Publishers Weekly - Publisher's Weekly
"Trailer park science fiction"that's what Di Filippo (Ribofunk) calls these funny, offbeat and ever so funky tales of losers and working-class people who come in contact with the decidedly weird. Typical of the collection is the title story, which concerns the unlikely adventures of bartender Tracey Thorne-Smith and her unemployed boyfriend, Jay Dee, after they run over a time traveler and inherit some of his marvelous, if not entirely practical, advanced technology. In the Nebula Award-nominated "Lennon Spex," the narrator buys the former Beatle's glasses and discovers that they give him unprecedented and totally bizarre insight into human relationships. Many of Di Filippo's tales are set in alternate universes. In "Master Blaster and Whammer Jammer Meet the Groove Thang," a couple of brainless dopers, who in our world might just be the rock stars Stevie Wonder and Peter Wolf, encounter a mood-altering alien pet. In "Mamma Told Me Not to Come," a potential suicide meets the god Bacchus at an end-of-the-century party, is propelled headlong through a series of alternate universes and gets to attend some of the greatest parties in history and literature. Obvious influences here include Thorne Smith's Nightlife of the Gods (1931), Fletcher Pratt and L. Sprague de Camp's The Incomplete Enchanter (1941) and, as is often the case in these stories, good old rock 'n' roll. Indeed, these tales are rife with in-jokes and allusions to popular music and speculative fiction. Although he has yet to achieve the popularity of a Terry Pratchett or a Douglas Adams, perhaps because he works almost entirely in the short-story form, Di Filippo is one of the most talented humorists in contemporary fantasy and SF. (Sept.)
Kirkus Reviews
Ten tales, 198997, including two previously unpublished, in this second collection, following Ribofunk (1996).

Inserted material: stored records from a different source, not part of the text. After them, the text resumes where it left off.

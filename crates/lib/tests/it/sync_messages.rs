//! Outbound message emission and acknowledgment bookkeeping.

use crate::helpers::*;
use serde_json::json;
use tidemark::clock::ReplicaId;
use tidemark::diff::initial_to_operations;
use tidemark::patch::{Operation, Patch};
use tidemark::sync::SyncMessage;
use tidemark::{ObjectId, Timestamp, Value};

#[test]
fn local_inserts_emit_an_operation_message() {
    let (store, observer) = observed_store();
    let root = ObjectId::new("todo/a:x");

    let mut doc = rooted(&root, json!({ "id": "a" }));
    let ops = store
        .with_clock(|clock| initial_to_operations(&mut doc, &root, clock))
        .unwrap();
    store.insert_local_operations(ops.clone()).unwrap();

    let messages = observer.messages.lock().unwrap();
    assert_eq!(messages.len(), 1);
    match &messages[0] {
        SyncMessage::Operation {
            operations,
            replica_id,
        } => {
            assert_eq!(operations, &ops);
            assert_eq!(replica_id, &store.replica_id());
        }
        other => panic!("expected an operation message, got {other:?}"),
    }
}

#[test]
fn remote_inserts_acknowledge_the_newest_stamp() {
    let (store, observer) = observed_store();
    let root = ObjectId::new("todo/a:x");
    store
        .insert_remote_operations(vec![
            Operation::new(root.clone(), ts(7), Patch::set("later", true)),
            Operation::new(
                root.clone(),
                ts(5),
                Patch::initialize([("id".to_string(), Value::from("a"))].into_iter().collect()),
            ),
        ])
        .unwrap();

    assert_eq!(observer.last_ack().unwrap(), ts(7));
    assert_eq!(store.local_replica().acked_logical_time.unwrap(), ts(7));
}

#[test]
fn remote_inserts_report_affected_roots() {
    let store = open_store();
    let roots = store
        .insert_remote_operations(vec![
            Operation::new("todo/a:x#sub", ts(1), Patch::delete()),
            Operation::new("list/b:y", ts(2), Patch::delete()),
            Operation::new("todo/a:x", ts(3), Patch::delete()),
        ])
        .unwrap();
    let roots: Vec<&str> = roots.iter().map(|oid| oid.as_str()).collect();
    assert_eq!(roots, vec!["list/b:y", "todo/a:x"]);
}

#[test]
fn remote_baselines_acknowledge_and_report_roots() {
    let (store, observer) = observed_store();
    let baseline = tidemark::store::Baseline::new(
        "todo/a:x",
        [("id".to_string(), Value::from("a"))].into_iter().collect(),
        ts(4),
    );
    let roots = store.insert_remote_baselines(vec![baseline]).unwrap();
    assert_eq!(roots.len(), 1);
    assert_eq!(roots[0], "todo/a:x");
    assert_eq!(observer.last_ack().unwrap(), ts(4));

    let snapshot = store
        .get_document_snapshot(&ObjectId::new("todo/a:x"))
        .unwrap()
        .unwrap();
    assert_eq!(snapshot.to_json(), json!({ "id": "a" }));
}

#[test]
fn acks_are_monotone_and_emitted() {
    let (store, observer) = observed_store();
    store.ack(&ts(5));
    store.ack(&ts(3));

    assert_eq!(store.local_replica().acked_logical_time.unwrap(), ts(5));
    assert_eq!(observer.message_count(), 2, "every ack is emitted");
    assert_eq!(observer.last_ack().unwrap(), ts(3));
}

#[test]
fn issued_stamps_exceed_everything_acknowledged() {
    let store = open_store();
    // A stamp from the future, from another replica.
    let foreign = Timestamp::encode(2_000_000_000_000, 17, &ReplicaId::new("other"), 1);
    store.ack(&foreign);

    let issued = store.now();
    assert!(issued > foreign);
    let next = store.now();
    assert!(next > issued);
}
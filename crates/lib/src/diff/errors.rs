//! Error types for the diff engine.

use crate::oid::ObjectId;
use crate::value::ValueError;
use thiserror::Error;

/// Structured error types for diffing document pairs.
#[non_exhaustive]
#[derive(Debug, Error)]
pub enum DiffError {
    /// The before/after pair disagrees about the shape of a sub-object.
    ///
    /// Fatal to the enclosing diff call: positional diffing cannot reconcile a
    /// list against a map.
    #[error("Shape conflict at {oid}: cannot diff {from} against {to}")]
    ShapeConflict {
        oid: ObjectId,
        from: &'static str,
        to: &'static str,
    },

    /// The `from` side of a diff carries no identity to diff under.
    #[error("Diff source has no object id assigned")]
    MissingIdentity,

    /// Normalization of a new sub-tree failed.
    #[error(transparent)]
    Value(#[from] ValueError),
}

impl DiffError {
    /// Check if this error is a shape conflict between the two sides.
    pub fn is_shape_conflict(&self) -> bool {
        matches!(self, DiffError::ShapeConflict { .. })
    }
}
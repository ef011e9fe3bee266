use std::sync::{Arc, Mutex};

use tidemark::clock::ReplicaId;
use tidemark::sync::{RebaseEvent, SyncMessage, SyncObserver};
use tidemark::{Doc, Metadata, MetadataOptions, ObjectId, Timestamp};

/// Opens a store with default options and a generated replica id.
pub fn open_store() -> Metadata {
    Metadata::open(MetadataOptions::default())
}

/// A server-side timestamp at logical millisecond `n`.
///
/// Encoded stamps keep lexical order equal to temporal order, so tests can
/// reason about "1 then 2 then 3" without touching a real clock.
pub fn ts(n: u64) -> Timestamp {
    Timestamp::encode(n, 0, &ReplicaId::new("server"), 1)
}

/// Builds a document tree with its root identity already assigned.
pub fn rooted(oid: &ObjectId, json: serde_json::Value) -> Doc {
    let mut doc = Doc::from_json(json);
    doc.assign_oid(oid.clone());
    doc
}

/// Captures everything the façade emits.
#[derive(Default)]
pub struct CollectingObserver {
    pub messages: Mutex<Vec<SyncMessage>>,
    pub rebases: Mutex<Vec<RebaseEvent>>,
}

impl CollectingObserver {
    pub fn message_count(&self) -> usize {
        self.messages.lock().unwrap().len()
    }

    pub fn last_ack(&self) -> Option<Timestamp> {
        self.messages
            .lock()
            .unwrap()
            .iter()
            .rev()
            .find_map(|message| match message {
                SyncMessage::Ack { timestamp, .. } => Some(timestamp.clone()),
                _ => None,
            })
    }
}

impl SyncObserver for CollectingObserver {
    fn on_message(&self, message: &SyncMessage) {
        self.messages.lock().unwrap().push(message.clone());
    }

    fn on_rebase(&self, event: &RebaseEvent) {
        self.rebases.lock().unwrap().push(event.clone());
    }
}

/// Opens a store with a collecting observer already registered.
pub fn observed_store() -> (Metadata, Arc<CollectingObserver>) {
    let store = open_store();
    let observer = Arc::new(CollectingObserver::default());
    store.register_observer(observer.clone());
    (store, observer)
}
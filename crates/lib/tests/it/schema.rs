//! Stored schema versioning and drift rejection.

use crate::helpers::*;
use serde_json::json;
use tidemark::store::Schema;

fn schema(version: u32, shape: serde_json::Value) -> Schema {
    Schema::new(version, shape)
}

#[test]
fn same_version_drift_is_rejected() {
    let store = open_store();
    store
        .update_schema(schema(1, json!({ "todo": ["id", "title"] })), None)
        .unwrap();

    let err = store
        .update_schema(schema(1, json!({ "todo": ["id", "title", "done"] })), None)
        .unwrap_err();
    assert!(err.is_schema_conflict());

    // The stored schema is untouched by the rejected update.
    assert_eq!(
        store.export().schema.unwrap().definition,
        json!({ "todo": ["id", "title"] })
    );
}

#[test]
fn override_conflict_must_name_the_stored_version() {
    let store = open_store();
    store.update_schema(schema(1, json!({ "shape": "a" })), None).unwrap();

    let err = store
        .update_schema(schema(1, json!({ "shape": "b" })), Some(7))
        .unwrap_err();
    assert!(err.is_schema_conflict());

    store
        .update_schema(schema(1, json!({ "shape": "b" })), Some(1))
        .unwrap();
    assert_eq!(store.export().schema.unwrap().definition, json!({ "shape": "b" }));
}

#[test]
fn version_bumps_are_always_accepted() {
    let store = open_store();
    store.update_schema(schema(1, json!({ "shape": "a" })), None).unwrap();
    store.update_schema(schema(2, json!({ "shape": "b" })), None).unwrap();

    let stored = store.export().schema.unwrap();
    assert_eq!(stored.version, 2);
    assert_eq!(stored.definition, json!({ "shape": "b" }));
}

#[test]
fn identical_same_version_updates_are_no_conflict() {
    let store = open_store();
    store.update_schema(schema(1, json!({ "shape": "a" })), None).unwrap();
    store.update_schema(schema(1, json!({ "shape": "a" })), None).unwrap();
}

#[test]
fn stamps_carry_the_current_schema_version() {
    let store = open_store();
    assert_eq!(store.now().parts().unwrap().schema_version, 0);

    store.update_schema(schema(3, json!({ "shape": "a" })), None).unwrap();
    assert_eq!(store.now().parts().unwrap().schema_version, 3);
}
//! The three logical tables of local persistence.
//!
//! * [`OperationStore`] — append-only operations keyed by the compound
//!   `(oid, timestamp)`, with a secondary per-document order so document scans
//!   come back in timestamp order.
//! * [`BaselineStore`] — one folded snapshot per sub-object id.
//! * [`InfoStore`] — singleton rows: the local replica, the global ack
//!   watermark, and the stored schema.
//!
//! The stores are plain data structures with no locking of their own; the
//! metadata façade owns all three behind a single lock, which is what makes a
//! multi-store write one atomic transaction.

mod baselines;
mod info;
mod operations;

pub use baselines::{Baseline, BaselineStore};
pub use info::{InfoStore, LocalReplicaInfo, Schema};
pub use operations::{OperationStore, StoredOperation};
//! History compaction under the acknowledgment watermark.

use crate::helpers::*;
use serde_json::json;
use tidemark::diff::initial_to_operations;
use tidemark::patch::{Operation, Patch};
use tidemark::{Metadata, MetadataOptions, ObjectId, Value};

fn seed_ops(root: &ObjectId) -> Vec<Operation> {
    vec![
        Operation::new(
            root.clone(),
            ts(1),
            Patch::initialize([("title".to_string(), Value::from("hi"))].into_iter().collect()),
        ),
        Operation::new(root.clone(), ts(2), Patch::set("done", true)),
        Operation::new(root.clone(), ts(3), Patch::set("count", 3i64)),
    ]
}

#[test]
fn global_ack_compacts_history() {
    let (store, observer) = observed_store();
    let root = ObjectId::new("todo/a:x");
    store.insert_remote_operations(seed_ops(&root)).unwrap();

    let before = store.get_document_snapshot(&root).unwrap().unwrap();
    store.set_global_ack(&ts(3)).unwrap();

    // The operation table is empty for that OID; the baseline carries the
    // maximum folded timestamp; the snapshot is unchanged.
    let export = store.export();
    assert!(export.operations.is_empty());
    assert_eq!(export.baselines.len(), 1);
    assert_eq!(export.baselines[0].oid, root);
    assert_eq!(export.baselines[0].timestamp, ts(3));

    let after = store.get_document_snapshot(&root).unwrap().unwrap();
    assert_eq!(before.to_json(), after.to_json());

    let rebases = observer.rebases.lock().unwrap();
    assert_eq!(rebases.len(), 1);
    assert_eq!(rebases[0].baselines.len(), 1);
    assert_eq!(rebases[0].baselines[0].oid, root);
}

#[test]
fn watermark_leaves_newer_operations_alone() {
    let store = open_store();
    let root = ObjectId::new("todo/a:x");
    store.insert_remote_operations(seed_ops(&root)).unwrap();

    store.set_global_ack(&ts(2)).unwrap();

    let export = store.export();
    assert_eq!(export.operations.len(), 1);
    assert_eq!(export.operations[0].operation.timestamp, ts(3));
    // Baseline is stamped with the maximum *folded* timestamp, not the watermark.
    assert_eq!(export.baselines[0].timestamp, ts(2));

    let snapshot = store.get_document_snapshot(&root).unwrap().unwrap();
    assert_eq!(
        snapshot.to_json(),
        json!({ "title": "hi", "done": true, "count": 3 })
    );
}

#[test]
fn rebase_is_idempotent_across_repeated_acks() {
    let store = open_store();
    let root = ObjectId::new("todo/a:x");
    store.insert_remote_operations(seed_ops(&root)).unwrap();

    store.set_global_ack(&ts(3)).unwrap();
    let first = store.export();
    store.set_global_ack(&ts(3)).unwrap();
    let second = store.export();
    assert_eq!(first, second);
}

#[test]
fn deleted_object_keeps_a_tombstone_while_operations_remain() {
    let store = open_store();
    let sub = ObjectId::new("todo/a:x#sub");
    store
        .insert_remote_operations(vec![
            Operation::new(sub.clone(), ts(1), Patch::initialize(
                [("v".to_string(), Value::from(1i64))].into_iter().collect(),
            )),
            Operation::new(sub.clone(), ts(2), Patch::delete()),
            // Still in flight beyond the watermark.
            Operation::new(sub.clone(), ts(4), Patch::set("v", 2i64)),
        ])
        .unwrap();

    store.set_global_ack(&ts(3)).unwrap();
    let export = store.export();
    assert_eq!(export.operations.len(), 1);
    let tombstone = export
        .baselines
        .iter()
        .find(|b| b.oid == sub)
        .expect("tombstone retained");
    assert!(tombstone.is_tombstone());
    assert_eq!(tombstone.timestamp, ts(2));

    // Folding the rest leaves nothing live, so the tombstone goes too.
    store.set_global_ack(&ts(4)).unwrap();
    let export = store.export();
    assert!(export.operations.is_empty());
    assert!(export.baselines.is_empty());
}

#[test]
fn local_inserts_compact_autonomously_before_first_sync() {
    let store = open_store();
    let root = ObjectId::new("todo/a:x");

    let mut doc = rooted(&root, json!({ "id": "a", "sub": { "v": 1 } }));
    let ops = store
        .with_clock(|clock| initial_to_operations(&mut doc, &root, clock))
        .unwrap();
    store.insert_local_operations(ops).unwrap();

    let export = store.export();
    assert!(export.operations.is_empty(), "history folded away");
    assert_eq!(export.baselines.len(), 2);

    let snapshot = store.get_document_snapshot(&root).unwrap().unwrap();
    assert_eq!(snapshot.to_json(), json!({ "id": "a", "sub": { "v": 1 } }));
}

#[test]
fn autonomous_compaction_stops_after_first_sync() {
    let store = open_store();
    let root = ObjectId::new("todo/a:x");

    // Any server contact disables the autonomous trigger.
    store
        .insert_remote_operations(vec![Operation::new(
            root.clone(),
            ts(1),
            Patch::initialize([("id".to_string(), Value::from("a"))].into_iter().collect()),
        )])
        .unwrap();
    assert!(!store.local_replica().has_never_synced());

    let set = Operation::new(root.clone(), store.now(), Patch::set("done", true));
    store.insert_local_operations(vec![set]).unwrap();

    let export = store.export();
    assert_eq!(export.operations.len(), 2, "nothing folded locally");
    assert!(export.baselines.is_empty());
}

#[test]
fn disabled_rebase_keeps_raw_history() {
    let store = Metadata::open(MetadataOptions::default().without_rebase());
    let root = ObjectId::new("todo/a:x");
    store.insert_remote_operations(seed_ops(&root)).unwrap();
    store.set_global_ack(&ts(3)).unwrap();

    let export = store.export();
    assert_eq!(export.operations.len(), 3);
    assert!(export.baselines.is_empty());
}

#[test]
fn close_short_circuits_compaction() {
    let store = open_store();
    let root = ObjectId::new("todo/a:x");
    store.insert_remote_operations(seed_ops(&root)).unwrap();

    store.close();
    assert!(store.is_closed());
    store.set_global_ack(&ts(3)).unwrap();

    let export = store.export();
    assert_eq!(export.operations.len(), 3, "no folding after close");
    assert!(export.baselines.is_empty());
}
//! The diff engine: turning a before/after pair of documents into operations.
//!
//! Three entry points, mirroring the three ways values change:
//!
//! * [`initial_to_operations`] — a value enters the store: normalize it and
//!   emit one `initialize` per resulting sub-object.
//! * [`diff_to_operations`] — a value changed: walk the pair and emit the
//!   minimal ordered operation list that turns one into the other.
//! * [`shallow_diff`] — both sides are already normalized: compare slot by
//!   slot without recursion.
//!
//! Every emitted operation is stamped from the caller's [`Hlc`] in emission
//! order, so ordering by timestamp reproduces the emission order exactly.
//! Positional list diffing never synthesizes moves or inserts; callers that
//! know a move happened emit the dedicated list patches directly.

mod errors;

pub use errors::DiffError;

use crate::clock::Hlc;
use crate::oid::ObjectId;
use crate::patch::{Operation, Patch, SlotKey};
use crate::value::{normalize, Doc, Snapshot, Value};

/// Knobs for [`diff_to_operations`].
#[derive(Debug, Clone, Copy, Default)]
pub struct DiffOptions {
    /// If the new side contains an object with no identity where the old side
    /// had one, adopt the old identity instead of reassigning a fresh one.
    pub merge_unknown_objects: bool,
    /// If a property is absent on the new side, leave the old value untouched
    /// rather than emitting a `remove`. Used when absent fields mean
    /// "defaulted", not "deleted".
    pub default_undefined: bool,
}

/// Emits the `initialize` operations that bring `value` into existence under
/// `root_oid`.
///
/// The value is normalized in place: identities are assigned throughout and
/// stay on the tree afterwards.
pub fn initial_to_operations(
    value: &mut Doc,
    root_oid: &ObjectId,
    clock: &mut Hlc,
) -> Result<Vec<Operation>, DiffError> {
    value.assign_oid(root_oid.clone());
    let normalized = normalize(value)?;
    Ok(normalized
        .into_iter()
        .map(|(oid, snapshot)| Operation::new(oid, clock.now(), Patch::initialize(snapshot)))
        .collect())
}

/// Diffs `to` against `from` and emits the ordered operation list that turns
/// one into the other.
///
/// `from` must carry its identity (it came out of the store or a previous
/// normalization); `to` adopts that identity at the root and is stamped as the
/// walk discovers new sub-objects.
pub fn diff_to_operations(
    from: &Doc,
    to: &mut Doc,
    clock: &mut Hlc,
    options: &DiffOptions,
) -> Result<Vec<Operation>, DiffError> {
    let root_oid = from.oid().cloned().ok_or(DiffError::MissingIdentity)?;
    to.assign_oid(root_oid.clone());
    let mut operations = Vec::new();
    diff_objects(from, to, &root_oid, clock, options, &mut operations)?;
    Ok(operations)
}

fn diff_objects(
    from: &Doc,
    to: &mut Doc,
    oid: &ObjectId,
    clock: &mut Hlc,
    options: &DiffOptions,
    out: &mut Vec<Operation>,
) -> Result<(), DiffError> {
    match (from, to) {
        (Doc::List(from_list), Doc::List(to_list)) => {
            let to_len = to_list.len();
            for (index, new) in to_list.items.iter_mut().enumerate() {
                let old = from_list.get(index);
                diff_item(SlotKey::Index(index), new, old, oid, clock, options, out)?;
            }
            if from_list.len() > to_len {
                // Dropped tail elements that were objects die with their ids.
                for dropped in from_list.iter().skip(to_len) {
                    if let Some(old_oid) = dropped.oid() {
                        out.push(Operation::new(old_oid, clock.now(), Patch::delete()));
                    }
                }
                out.push(Operation::new(
                    oid,
                    clock.now(),
                    Patch::list_delete(to_len, from_list.len() - to_len),
                ));
            }
            Ok(())
        }
        (Doc::Map(from_map), Doc::Map(to_map)) => {
            for (key, new) in to_map.entries.iter_mut() {
                let old = from_map.get(key);
                diff_item(SlotKey::Field(key.clone()), new, old, oid, clock, options, out)?;
            }
            if !options.default_undefined {
                for key in from_map.entries.keys() {
                    if !to_map.entries.contains_key(key) {
                        out.push(Operation::new(oid, clock.now(), Patch::remove(key.clone())));
                    }
                }
            }
            Ok(())
        }
        (from, to) => Err(DiffError::ShapeConflict {
            oid: oid.clone(),
            from: shape_name(from),
            to: shape_name(to),
        }),
    }
}

fn shape_name(doc: &Doc) -> &'static str {
    match doc {
        Doc::Scalar(s) => s.type_name(),
        Doc::Map(_) => "map",
        Doc::List(_) => "list",
    }
}

fn diff_item(
    key: SlotKey,
    new: &mut Doc,
    old: Option<&Doc>,
    parent_oid: &ObjectId,
    clock: &mut Hlc,
    options: &DiffOptions,
    out: &mut Vec<Operation>,
) -> Result<(), DiffError> {
    let old_object_oid = old.and_then(Doc::oid);

    match new {
        Doc::Scalar(scalar) => {
            let unchanged = matches!(old, Some(Doc::Scalar(o)) if o == scalar);
            if !unchanged {
                out.push(Operation::new(
                    parent_oid,
                    clock.now(),
                    Patch::set(key, Value::Scalar(scalar.clone())),
                ));
                // An object replaced by a scalar is gone for good.
                if let Some(old_oid) = old_object_oid {
                    out.push(Operation::new(old_oid, clock.now(), Patch::delete()));
                }
            }
            Ok(())
        }
        _ => {
            let value_oid = match new.oid() {
                Some(oid) => oid.clone(),
                None => match old_object_oid {
                    // Identity adoption: the caller declared unknown objects
                    // to be the same object as whatever sat in the slot.
                    Some(old_oid) if options.merge_unknown_objects => old_oid.clone(),
                    _ => ObjectId::random_sub(parent_oid.document_prefix()),
                },
            };

            if let Some(old_doc) = old {
                if old_doc.oid() == Some(&value_oid) {
                    // Same identity: the slot did not change hands, recurse.
                    new.assign_oid(value_oid.clone());
                    return diff_objects(old_doc, new, &value_oid, clock, options, out);
                }
            }

            out.extend(initial_to_operations(new, &value_oid, clock)?);
            out.push(Operation::new(
                parent_oid,
                clock.now(),
                Patch::set(key, Value::Ref(value_oid)),
            ));
            if let Some(old_oid) = old_object_oid {
                out.push(Operation::new(old_oid, clock.now(), Patch::delete()));
            }
            Ok(())
        }
    }
}

/// Diffs two already-normalized values slot by slot.
///
/// No recursion happens here: normalized values hold only scalars and
/// references, so the only conflict left is a map diffed against a list.
pub fn shallow_diff(
    from: &Snapshot,
    to: &Snapshot,
    oid: &ObjectId,
    clock: &mut Hlc,
) -> Result<Vec<Operation>, DiffError> {
    let mut out = Vec::new();
    match (from, to) {
        (Snapshot::Map(from_map), Snapshot::Map(to_map)) => {
            for (key, value) in to_map {
                if from_map.get(key) != Some(value) {
                    out.push(Operation::new(
                        oid,
                        clock.now(),
                        Patch::set(key.clone(), value.clone()),
                    ));
                }
            }
            for key in from_map.keys() {
                if !to_map.contains_key(key) {
                    out.push(Operation::new(oid, clock.now(), Patch::remove(key.clone())));
                }
            }
        }
        (Snapshot::List(from_items), Snapshot::List(to_items)) => {
            for (index, value) in to_items.iter().enumerate() {
                if from_items.get(index) != Some(value) {
                    out.push(Operation::new(
                        oid,
                        clock.now(),
                        Patch::set(index, value.clone()),
                    ));
                }
            }
            if from_items.len() > to_items.len() {
                out.push(Operation::new(
                    oid,
                    clock.now(),
                    Patch::list_delete(to_items.len(), from_items.len() - to_items.len()),
                ));
            }
        }
        (from, to) => {
            return Err(DiffError::ShapeConflict {
                oid: oid.clone(),
                from: from.type_name(),
                to: to.type_name(),
            });
        }
    }
    Ok(out)
}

The same-ish, claustrophobic backdrop, with its heavy emphasis on rock music, its generally '60s ambiance, and mingled jive/good-ol'-boy approach, doesn't disguise the slenderness of many of the ideas here. Best of the bunch: a wishing machine from the future (the title piece); a hermit music reviewer who emerges from his apartment to find that New York's Village has become a Disney theme park; pop icon John Lennon's spectacles affording a view into another dimension; the god Bacchus's endless party; and the one real standout, a murder mystery romp involving Rupert Sheldrake's morphic fields. The remainder, less consequentially, offer: a quantum creature that radiates feel-good emotions; a birdlike alien that kidnaps a rock band; and an intelligent computer from the future that fails to prevent the death of Kurt Cobain. Weakest of all are the previously unpublished entries: a magic ring influences US political trends and a race of imps live secretly among humans.

Di Filippo is often adept at twanging the heartstrings of nostalgia, but his brand of humor too often manifests itself as no more than a glassy grin.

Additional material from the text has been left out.